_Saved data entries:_
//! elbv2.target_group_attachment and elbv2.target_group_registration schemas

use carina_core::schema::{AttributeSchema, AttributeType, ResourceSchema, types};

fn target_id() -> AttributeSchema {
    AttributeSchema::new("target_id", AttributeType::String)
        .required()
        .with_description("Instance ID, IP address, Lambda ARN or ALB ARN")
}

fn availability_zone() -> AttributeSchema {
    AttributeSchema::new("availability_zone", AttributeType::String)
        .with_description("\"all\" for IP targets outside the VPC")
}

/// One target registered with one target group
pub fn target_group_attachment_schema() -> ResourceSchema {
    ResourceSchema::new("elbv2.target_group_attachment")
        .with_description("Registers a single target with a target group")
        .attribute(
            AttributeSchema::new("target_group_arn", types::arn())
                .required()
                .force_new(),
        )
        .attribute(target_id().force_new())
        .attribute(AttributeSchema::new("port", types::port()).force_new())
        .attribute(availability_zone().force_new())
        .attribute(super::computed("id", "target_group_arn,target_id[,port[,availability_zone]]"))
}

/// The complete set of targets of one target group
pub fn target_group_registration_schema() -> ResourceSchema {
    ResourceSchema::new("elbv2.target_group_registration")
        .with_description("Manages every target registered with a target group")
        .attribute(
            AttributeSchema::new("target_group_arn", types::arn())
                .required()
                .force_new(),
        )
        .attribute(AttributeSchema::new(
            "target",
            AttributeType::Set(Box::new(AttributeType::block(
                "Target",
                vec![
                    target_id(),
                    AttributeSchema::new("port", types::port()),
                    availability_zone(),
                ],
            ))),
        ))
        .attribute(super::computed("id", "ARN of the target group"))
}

_Work to be completed:_ Please make an exact copy of every record, leaving nothing out.

_Answer to this task:_
//! elbv2.target_group_attachment and elbv2.target_group_registration schemas

use carina_core::schema::{AttributeSchema, AttributeType, ResourceSchema, types};

fn target_id() -> AttributeSchema {
    AttributeSchema::new("target_id", AttributeType::String)
        .required()
        .with_description("Instance ID, IP address, Lambda ARN or ALB ARN")
}

fn availability_zone() -> AttributeSchema {
    AttributeSchema::new("availability_zone", AttributeType::String)
        .with_description("\"all\" for IP targets outside the VPC")
}

/// One target registered with one target group
pub fn target_group_attachment_schema() -> ResourceSchema {
    ResourceSchema::new("elbv2.target_group_attachment")
        .with_description("Registers a single target with a target group")
        .attribute(
            AttributeSchema::new("target_group_arn", types::arn())
                .required()
                .force_new(),
        )
        .attribute(target_id().force_new())
        .attribute(AttributeSchema::new("port", types::port()).force_new())
        .attribute(availability_zone().force_new())
        .attribute(super::computed("id", "target_group_arn,target_id[,port[,availability_zone]]"))
}

/// The complete set of targets of one target group
pub fn target_group_registration_schema() -> ResourceSchema {
    ResourceSchema::new("elbv2.target_group_registration")
        .with_description("Manages every target registered with a target group")
        .attribute(
            AttributeSchema::new("target_group_arn", types::arn())
                .required()
                .force_new(),
        )
        .attribute(AttributeSchema::new(
            "target",
            AttributeType::Set(Box::new(AttributeType::block(
                "Target",
                vec![
                    target_id(),
                    AttributeSchema::new("port", types::port()),
                    availability_zone(),
                ],
            ))),
        ))
        .attribute(super::computed("id", "ARN of the target group"))
}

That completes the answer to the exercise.